K. P. Unnikrishnan (born 20 September 1936) is an Indian former politician, writer, Union Minister and parliamentarian of Vatakara constituency.

Life

K. P. Unnikrishnan was born on 20 September 1936 in a family from Malabar Coast. His father's name was E. Kunhikannan Nair. He was educated at the Madras Christian College, Chennai. He completed his law also from Chennai. He was associated with Socialist Party and Praja Socialist Party during this period. In the 1960s, he joined Indian National Congress and became a member of the All India Congress Committee in 1962.

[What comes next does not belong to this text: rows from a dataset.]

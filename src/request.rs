//! Completion request and its per-call metadata hints.

use crate::message::Message;
use crate::model::ComplexityTier;
use serde::{Deserialize, Serialize};

/// Per-request hints that influence routing but never change the wire payload itself.
#[derive(Debug, Clone, Default, Serialize, Deserialize)]
pub struct RequestMetadata {
    /// Declared task complexity; if absent the complexity strategy infers one.
    pub task_complexity: Option<ComplexityTier>,
    /// Restricts selection to vision-capable providers when `true`.
    #[serde(default)]
    pub requires_vision: bool,
    /// Forces this provider first, followed by the fallback chain minus itself.
    pub preferred_provider: Option<String>,
    /// USD cap on the pre-call cost estimate for any candidate provider.
    pub budget_limit: Option<f64>,
    /// Advisory latency target in milliseconds; biases adaptive scoring only.
    pub latency_target_ms: Option<u64>,
}

/// A neutral chat completion request. Absent fields fall back to provider defaults.
#[derive(Debug, Clone, Serialize, Deserialize)]
pub struct CompletionRequest {
    pub messages: Vec<Message>,
    pub model: Option<String>,
    pub provider: Option<String>,
    pub max_tokens: Option<u32>,
    pub temperature: Option<f32>,
    pub top_p: Option<f32>,
    pub stop_sequences: Option<Vec<String>>,
    #[serde(default)]
    pub stream: bool,
    #[serde(default)]
    pub metadata: RequestMetadata,
}

impl CompletionRequest {
    pub fn new(messages: Vec<Message>) -> Self {
        Self {
            messages,
            model: None,
            provider: None,
            max_tokens: None,
            temperature: None,
            top_p: None,
            stop_sequences: None,
            stream: false,
            metadata: RequestMetadata::default(),
        }
    }

    pub fn with_model(mut self, model: impl Into<String>) -> Self {
        self.model = Some(model.into());
        self
    }

    pub fn with_metadata(mut self, metadata: RequestMetadata) -> Self {
        self.metadata = metadata;
        self
    }

    /// Total character length across every text part of every message, used by both the
    /// token estimator and the complexity heuristic.
    pub fn total_text_len(&self) -> usize {
        self.messages.iter().map(|m| m.content.text_len()).sum()
    }
}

He used to write articles for the Mathrubhumi and other periodicals as special correspondent. He entered into electoral foray when he first represented Vatakara constituency in 1971 as an Indian National Congress candidate. He remained unbeaten in the next five Lok Sabha polls (1977, 1980, 1984, 1989, 1991) despite switching over to the Indian National Congress (U) in 1980 and later to Indian Congress (Socialist) in 1984. In the period 1981–84, he was the leader of Congress (Secular) in the parliament. In the period 1980–82, he was also a member of the Public Accounts Committee. He had served as the Minister for Telecommunications, Shipping, Surface Transport in the Vishwanath Pratap Singh ministry (1989–90). During his tenure as minister he oversaw the evacuation of Indians during Gulf War.

His only defeat in the constituency came in 1996. Unnikrishnan later quit active politics, shifted his base to New Delhi and then to his ancestral house at Panniyankara in Kozhikode district, and dedicated himself to reading and writing books.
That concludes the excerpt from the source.